NEBOSH Diploma Syllabus Revision News #30

Having finished looking at topics from the individual units and elements, we will now tackle the teaching and learning approach.

There can be a perception that gaining the NEBOSH diploma is just a case of memorising a whole lot more facts to impress your friends, practising a few exam questions and performing well in the exams and assignment.  That’s inevitably part of it, but it’s a whole new way of thinking. A big step up to being an independent safety professional who can give sound, proportionate advice to a client or employer, and make a difference.  Of course, experience adds a great deal to this, but fundamentally it’s about approach – and the intention of the NEBOSH diploma is to get you to raise your game and mature as a high-thinking and decisively acting individual.

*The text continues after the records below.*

use std::path::PathBuf;
use std::sync::Arc;
use std::time::Duration;

use chrono::{DateTime, Utc};
use reqwest::header::{self, HeaderMap, HeaderValue};
use reqwest::Method;
use serde_json::Value as JsonValue;
use url::Url;

use crate::cache::CacheStore;
use crate::error::{Error, Result};
use crate::model::{convert, Converted, Entity, Model, ResponseMeta, StringList};
use crate::utils::with_query;

mod rate_limit;

pub use rate_limit::RateLimitState;
use rate_limit::RateLimit;

/// Default API base URL.
pub const DEFAULT_URL: &str = "https://api.royaleapi.com";

const DEFAULT_TIMEOUT: Duration = Duration::from_secs(10);
const DEFAULT_CACHE_TTL: Duration = Duration::from_secs(300);
const DEFAULT_CACHE_TABLE: &str = "cache";

/// The outcome of one dispatched request: the decoded payload plus where it
/// came from. `meta` is `None` when the payload was served from the cache.
#[derive(Debug)]
pub(crate) struct Fetched {
    pub payload: JsonValue,
    pub cached: bool,
    pub at: DateTime<Utc>,
    pub meta: Option<ResponseMeta>,
}

#[derive(Debug)]
struct Inner {
    http: reqwest::Client,
    base: String,
    timeout: Duration,
    cache: Option<CacheStore>,
    cache_ttl: Duration,
    rate_limit: RateLimit,
}

/// Asynchronous API client. Cheap to clone; all clones share the same HTTP
/// connection pool, response cache and rate-limit state.
///
/// ```no_run
/// # use rsroyale::client::Client;
/// # async fn run() -> rsroyale::error::Result<()> {
/// let client = Client::new("my api token")?;
/// let player = client.get_player("#2P0LYQ").await?;
///
/// assert_eq!(player.tag(), Some("#2P0LYQ"));
/// # Ok(()) }
/// ```
///
/// For synchronous use, see [`blocking::Client`][crate::blocking::Client].
#[derive(Debug, Clone)]
pub struct Client {
    inner: Arc<Inner>,
}

/// Builder for [`Client`], covering the base URL, timeout and the optional
/// response cache.
///
/// ```no_run
/// # use rsroyale::client::Client;
/// # use std::time::Duration;
/// # fn main() -> rsroyale::error::Result<()> {
/// let client = Client::builder("my api token")
///     .timeout(Duration::from_secs(5))
///     .cache("royale-cache.db")
///     .cache_ttl(Duration::from_secs(60))
///     .build()?;
/// # Ok(()) }
/// ```
#[derive(Debug)]
pub struct ClientBuilder {
    token: String,
    base_url: String,
    timeout: Duration,
    cache_path: Option<PathBuf>,
    cache_table: String,
    cache_ttl: Duration,
    user_agent_suffix: Option<String>,
}

impl ClientBuilder {
    fn new(token: impl Into<String>) -> ClientBuilder {
        ClientBuilder {
            token: token.into(),
            base_url: DEFAULT_URL.to_string(),
            timeout: DEFAULT_TIMEOUT,
            cache_path: None,
            cache_table: DEFAULT_CACHE_TABLE.to_string(),
            cache_ttl: DEFAULT_CACHE_TTL,
            user_agent_suffix: None,
        }
    }

    /// Use a different base URL. Only use this if you know what you are
    /// doing (or are pointing the client at a test server).
    pub fn base_url(mut self, url: impl Into<String>) -> Self {
        self.base_url = url.into();
        self
    }

    /// Default timeout for each individual API call. Can be overridden per
    /// call; there is no cross-call deadline.
    pub fn timeout(mut self, timeout: Duration) -> Self {
        self.timeout = timeout;
        self
    }

    /// Enable the response cache, stored in a SQLite database at `path`.
    pub fn cache(mut self, path: impl Into<PathBuf>) -> Self {
        self.cache_path = Some(path.into());
        self
    }

    /// Table name used inside the cache database.
    pub fn cache_table(mut self, table: impl Into<String>) -> Self {
        self.cache_table = table.into();
        self
    }

    /// How long a cached response stays fresh.
    pub fn cache_ttl(mut self, ttl: Duration) -> Self {
        self.cache_ttl = ttl;
        self
    }

    /// Appends to the default User-Agent header.
    pub fn user_agent(mut self, suffix: impl Into<String>) -> Self {
        self.user_agent_suffix = Some(suffix.into());
        self
    }

    pub fn build(self) -> Result<Client> {
        if self.token.is_empty() {
            return Err(Error::CannotCreateClient(String::from(
                "API token mustn't be empty",
            )));
        }

        let mut headers = HeaderMap::new();
        headers.insert(
            header::AUTHORIZATION,
            HeaderValue::from_str(&format!("Bearer {}", self.token))?,
        );

        let user_agent = match &self.user_agent_suffix {
            Some(suffix) => format!("rsroyale/{} {}", env!("CARGO_PKG_VERSION"), suffix),
            None => format!("rsroyale/{}", env!("CARGO_PKG_VERSION")),
        };
        headers.insert(header::USER_AGENT, HeaderValue::from_str(&user_agent)?);

        let http = reqwest::Client::builder()
            .default_headers(headers)
            .build()
            .map_err(|e| Error::CannotCreateClient(format!("{:?}", e)))?;

        let cache = match &self.cache_path {
            Some(path) => Some(CacheStore::open(path, &self.cache_table)?),
            None => None,
        };

        Ok(Client {
            inner: Arc::new(Inner {
                http,
                base: self.base_url.trim_end_matches('/').to_string(),
                timeout: self.timeout,
                cache,
                cache_ttl: self.cache_ttl,
                rate_limit: RateLimit::default(),
            }),
        })
    }
}

impl Client {
    /// Creates a client with default settings: no cache, 10 second timeout,
    /// the official API base URL.
    pub fn new(token: impl Into<String>) -> Result<Client> {
        ClientBuilder::new(token).build()
    }

    /// Returns a [`ClientBuilder`] for customized construction.
    pub fn builder(token: impl Into<String>) -> ClientBuilder {
        ClientBuilder::new(token)
    }

    /// The quota state as last reported by the server.
    pub fn rate_limit(&self) -> RateLimitState {
        self.inner.rate_limit.snapshot()
    }

    /// Empties the response cache. Does nothing when caching is disabled.
    pub fn clear_cache(&self) -> Result<()> {
        match &self.inner.cache {
            Some(cache) => cache.clear(),
            None => Ok(()),
        }
    }

    /// Builds the canonical URL for an endpoint: base + path, query merged
    /// and sorted so that equal requests share a cache bucket.
    pub(crate) fn endpoint(&self, path: &str, params: &[(&str, String)]) -> Result<Url> {
        let url = Url::parse(&format!("{}{}", self.inner.base, path))?;
        Ok(with_query(url, params))
    }

    /// The core request pipeline: cache lookup, rate-limit gate, transport
    /// call, status classification, cache write.
    ///
    /// On any dispatch failure the cache is consulted once more (even for
    /// `force_refresh` calls); a still-fresh record silently substitutes for
    /// the error. That trades consistency for availability and is the
    /// documented behavior, not an accident.
    pub(crate) async fn perform(
        &self,
        url: Url,
        method: Method,
        timeout: Option<Duration>,
        body: Option<JsonValue>,
        force_refresh: bool,
    ) -> Result<Fetched> {
        let bucket = url.as_str().to_string();

        if !force_refresh {
            if let Some(record) = self.fresh_cache_record(&bucket)? {
                tracing::debug!(bucket = %bucket, "serving from cache");
                return Ok(Fetched {
                    at: record.stored_at_utc(),
                    payload: record.payload,
                    cached: true,
                    meta: None,
                });
            }
        }

        match self.dispatch(&url, method, timeout, body).await {
            Ok(fetched) => Ok(fetched),
            Err(e) => {
                if let Ok(Some(record)) = self.fresh_cache_record(&bucket) {
                    tracing::debug!(
                        bucket = %bucket,
                        error = %e,
                        "dispatch failed, falling back to cached data"
                    );
                    return Ok(Fetched {
                        at: record.stored_at_utc(),
                        payload: record.payload,
                        cached: true,
                        meta: None,
                    });
                }
                Err(e)
            }
        }
    }

    /// Cache lookup applying the TTL. Uses the same freshness rule for both
    /// the normal pre-dispatch check and the fallback-on-error path.
    fn fresh_cache_record(&self, bucket: &str) -> Result<Option<crate::cache::CacheRecord>> {
        let Some(cache) = &self.inner.cache else {
            return Ok(None);
        };

        Ok(cache
            .get(bucket)?
            .filter(|record| record.is_fresh(self.inner.cache_ttl)))
    }

    /// One network round trip: gate, send, classify, absorb headers, cache.
    async fn dispatch(
        &self,
        url: &Url,
        method: Method,
        timeout: Option<Duration>,
        body: Option<JsonValue>,
    ) -> Result<Fetched> {
        self.inner.rate_limit.preflight(url.path())?;

        let mut request = self
            .inner
            .http
            .request(method.clone(), url.clone())
            .timeout(timeout.unwrap_or(self.inner.timeout));
        if let Some(json) = &body {
            request = request.json(json);
        }

        let response = request.send().await?;
        let status = response.status().as_u16();
        let headers = response.headers().clone();
        let text = response.text().await?;

        // Non-JSON bodies (the version endpoint, some error pages) are kept
        // as plain strings.
        let payload: JsonValue =
            serde_json::from_str(&text).unwrap_or(JsonValue::String(text));

        tracing::debug!(method = %method, url = %url, status, "dispatched request");

        classify(status, &payload)?;

        self.inner.rate_limit.absorb(&headers);
        if let Some(cache) = &self.inner.cache {
            cache.put(url.as_str(), &payload)?;
        }

        Ok(Fetched {
            payload,
            cached: false,
            at: Utc::now(),
            meta: Some(ResponseMeta { status, headers }),
        })
    }

    /// Dispatches and converts in one step; the shape is narrowed by the
    /// accessor that knows what the endpoint returns.
    pub(crate) async fn get_model<M: Model>(
        &self,
        url: Url,
        method: Method,
        timeout: Option<Duration>,
        body: Option<JsonValue>,
    ) -> Result<Converted<M>> {
        let fetched = self.perform(url.clone(), method, timeout, body, false).await?;
        convert(self.clone(), url, fetched)
    }

    /// Gets the API version string.
    pub async fn version(&self) -> Result<String> {
        let url = self.endpoint("/version", &[])?;
        self.get_model::<Entity>(url, Method::GET, None, None)
            .await?
            .text()
    }

    /// Gets the list of endpoints available in the API.
    pub async fn endpoints(&self) -> Result<StringList> {
        let url = self.endpoint("/endpoints", &[])?;
        self.get_model::<Entity>(url, Method::GET, None, None)
            .await?
            .strings()
    }

    /// Gets your token's usage statistics. This endpoint is exempt from the
    /// client-side rate-limit gate so the quota stays observable even when
    /// it is exhausted.
    pub async fn auth_stats(&self) -> Result<Entity> {
        let url = self.endpoint("/auth/stats", &[])?;
        self.get_model::<Entity>(url, Method::GET, None, None)
            .await?
            .one()
    }

    /// Gets the game constants. `keys`/`exclude` filter which top-level
    /// fields are included in the response.
    pub async fn constants(&self, options: FetchOptions) -> Result<Entity> {
        let url = self.endpoint("/constants", &options.to_params())?;
        self.get_model::<Entity>(url, Method::GET, options.timeout, None)
            .await?
            .one()
    }
}

/// Query options shared by most endpoints. Every field maps to a
/// whitelisted query parameter; anything else is unrepresentable.
#[derive(Debug, Clone, Default)]
pub struct FetchOptions {
    /// Limit the number of items returned in the response.
    pub limit: Option<u32>,
    /// Resume a paged listing after this cursor.
    pub after: Option<String>,
    /// Resume a paged listing before this cursor.
    pub before: Option<String>,
    /// Only include these top-level keys in the response.
    pub keys: Vec<String>,
    /// Exclude these top-level keys from the response.
    pub exclude: Vec<String>,
    /// Overrides the client-wide timeout for this call.
    pub timeout: Option<Duration>,
}

impl FetchOptions {
    pub fn limit(mut self, limit: u32) -> Self {
        self.limit = Some(limit);
        self
    }

    pub fn keys<I: IntoIterator<Item = S>, S: Into<String>>(mut self, keys: I) -> Self {
        self.keys = keys.into_iter().map(Into::into).collect();
        self
    }

    pub fn exclude<I: IntoIterator<Item = S>, S: Into<String>>(mut self, exclude: I) -> Self {
        self.exclude = exclude.into_iter().map(Into::into).collect();
        self
    }

    pub fn timeout(mut self, timeout: Duration) -> Self {
        self.timeout = Some(timeout);
        self
    }

    pub(crate) fn to_params(&self) -> Vec<(&'static str, String)> {
        let mut params = Vec::new();
        if let Some(limit) = self.limit {
            params.push(("limit", limit.to_string()));
        }
        if let Some(after) = &self.after {
            params.push(("after", after.clone()));
        }
        if let Some(before) = &self.before {
            params.push(("before", before.clone()));
        }
        if !self.keys.is_empty() {
            params.push(("keys", self.keys.join(",")));
        }
        if !self.exclude.is_empty() {
            params.push(("exclude", self.exclude.join(",")));
        }
        params
    }
}

/// Maps a status code to the error taxonomy. 2xx is success; everything in
/// the table below must stay exactly as documented by the service.
fn classify(status: u16, payload: &JsonValue) -> Result<()> {
    if (200..300).contains(&status) {
        return Ok(());
    }

    let message = error_message(payload);

    Err(match status {
        401 | 403 => Error::Unauthorized { status, message },
        400 | 404 => Error::NotFound { status, message },
        417 => Error::NotTracked { message },
        429 => Error::RateLimited { message },
        s if s >= 500 => Error::ServerFault { status, message },
        _ => Error::UnexpectedStatus { status, message },
    })
}

fn error_message(payload: &JsonValue) -> String {
    match payload {
        JsonValue::String(s) => s.clone(),
        JsonValue::Object(map) => map
            .get("message")
            .or_else(|| map.get("error"))
            .and_then(JsonValue::as_str)
            .unwrap_or("")
            .to_string(),
        _ => String::new(),
    }
}
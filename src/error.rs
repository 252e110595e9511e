use std::time::Duration;

use reqwest::header::InvalidHeaderValue;
use thiserror::Error;

/// Result type for `rsroyale`, using [`Error`].
pub type Result<T> = std::result::Result<T, Error>;

/// Enum for `rsroyale` errors.
///
/// Transport and protocol failures are raised by the request pipeline, with
/// one deliberate exception: when a still-fresh cache entry exists for the
/// failed request, the client silently substitutes the cached data instead of
/// propagating the error (availability over consistency). Everything else
/// reaches the caller unchanged; the client never retries on its own.
#[derive(Debug, Error)]
pub enum Error {
    /// The request was rejected before any network call was made: malformed
    /// resource tag, invalid search filter or query parameter value.
    #[error("invalid request: {0}")]
    Validation(String),

    /// The token is invalid or lacks permission (HTTP 401/403).
    #[error("unauthorized (HTTP {status}): {message}")]
    Unauthorized { status: u16, message: String },

    /// The requested resource does not exist (HTTP 400/404).
    #[error("not found (HTTP {status}): {message}")]
    NotFound { status: u16, message: String },

    /// The resource exists but is not opted into tracking (HTTP 417).
    #[error("resource not tracked: {message}")]
    NotTracked { message: String },

    /// The server enforced its rate limit (HTTP 429).
    #[error("rate limited by the server: {message}")]
    RateLimited { message: String },

    /// The client-side quota tracker predicted a guaranteed 429 and refused
    /// to burn the call. Carries the duration until the quota resets.
    #[error("rate limit exhausted, retry in {retry_after:?}")]
    RateLimitAnticipated { retry_after: Duration },

    /// The API servers are having issues or are in maintenance (HTTP 5xx).
    #[error("server fault (HTTP {status}): {message}")]
    ServerFault { status: u16, message: String },

    /// The request did not complete within the configured timeout.
    #[error("API request timed out")]
    Timeout,

    /// The request could not be sent or the connection dropped mid-flight.
    #[error("connection failure: {0}")]
    Connection(String),

    /// A status code outside the documented mapping.
    #[error("unexpected HTTP status {status}: {message}")]
    UnexpectedStatus { status: u16, message: String },

    /// The cache database failed. Contains a description of the error.
    #[error("cache error: {0}")]
    Cache(#[from] rusqlite::Error),

    /// The payload could not be decoded into the requested shape.
    #[error("decode error: {0}")]
    Decode(String),

    /// The client couldn't be created. Contains a description of the error.
    #[error("couldn't create client: {0}")]
    CannotCreateClient(String),
}

impl From<reqwest::Error> for Error {
    fn from(e: reqwest::Error) -> Error {
        if e.is_timeout() {
            Error::Timeout
        } else {
            Error::Connection(e.to_string())
        }
    }
}

impl From<serde_json::Error> for Error {
    fn from(e: serde_json::Error) -> Error {
        Error::Decode(e.to_string())
    }
}

impl From<InvalidHeaderValue> for Error {
    fn from(e: InvalidHeaderValue) -> Error {
        Error::CannotCreateClient(format!("invalid header value: {}", e))
    }
}

impl From<url::ParseError> for Error {
    fn from(e: url::ParseError) -> Error {
        Error::Validation(format!("invalid URL: {}", e))
    }
}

Sadly, like any qualification, we’ve all come across examples of where people achieve the qualification but are utterly ineffective at the job.  This isn’t just with things like NEBOSH qualifications – I’ve seen it with NVQs and purely assignment-based qualifications too.  That’s because the application in reality is never quite as perfect (be that the way the exams work, too much focus on purely passing exams, too much help given to students (especially assignments), the way quality is assured and the way you identify and root out cheating, plagiarism etc).  We live in an imperfect world.

So, it’s no surprise that working at Diploma level can come as a bit of shock.  The NEBOSH diploma (national or international) is a UK qualification set at level 10 on the Scottish educational system (level 6 on the English/Welsh system).  This is broadly equivalent to a UK degree level.  These levels indicate the level of knowledge, understanding and skill that you need to demonstrate.  It’s obvious that working at this level will mean the topics are more complex, sophisticated and detailed than dealing with the same subject at lower levels. Lower levels tend to simplify things greatly (and as a result, often need to generalise).  But you’ll also need to be able to apply that knowledge and understanding to unfamiliar situations. That means you need to thoroughly understand the principles involved and not just accumulate knowledge by memorising information.

You need to be able to critically analyse complex safety problems and make professional judgements, sometimes based on limited information.  That means being able to think for yourself, being creative and not just taking for granted what you’ve been told. Part of this too, is being aware of your limitations and when to find out more or ask for help.   A big part of the expectation at this level is autonomy – working under your own initiative and not waiting to be spoon fed with information.  It’s also working with others and being aware of your professional, ethical responsibilities and accountabilities.

Diploma level learning is about being grown up and mature, working independently and taking responsibility for your own learning and development.  That’s a skill you’ll need to rely on to make sensible judgements and continue to keep up to date throughout your career.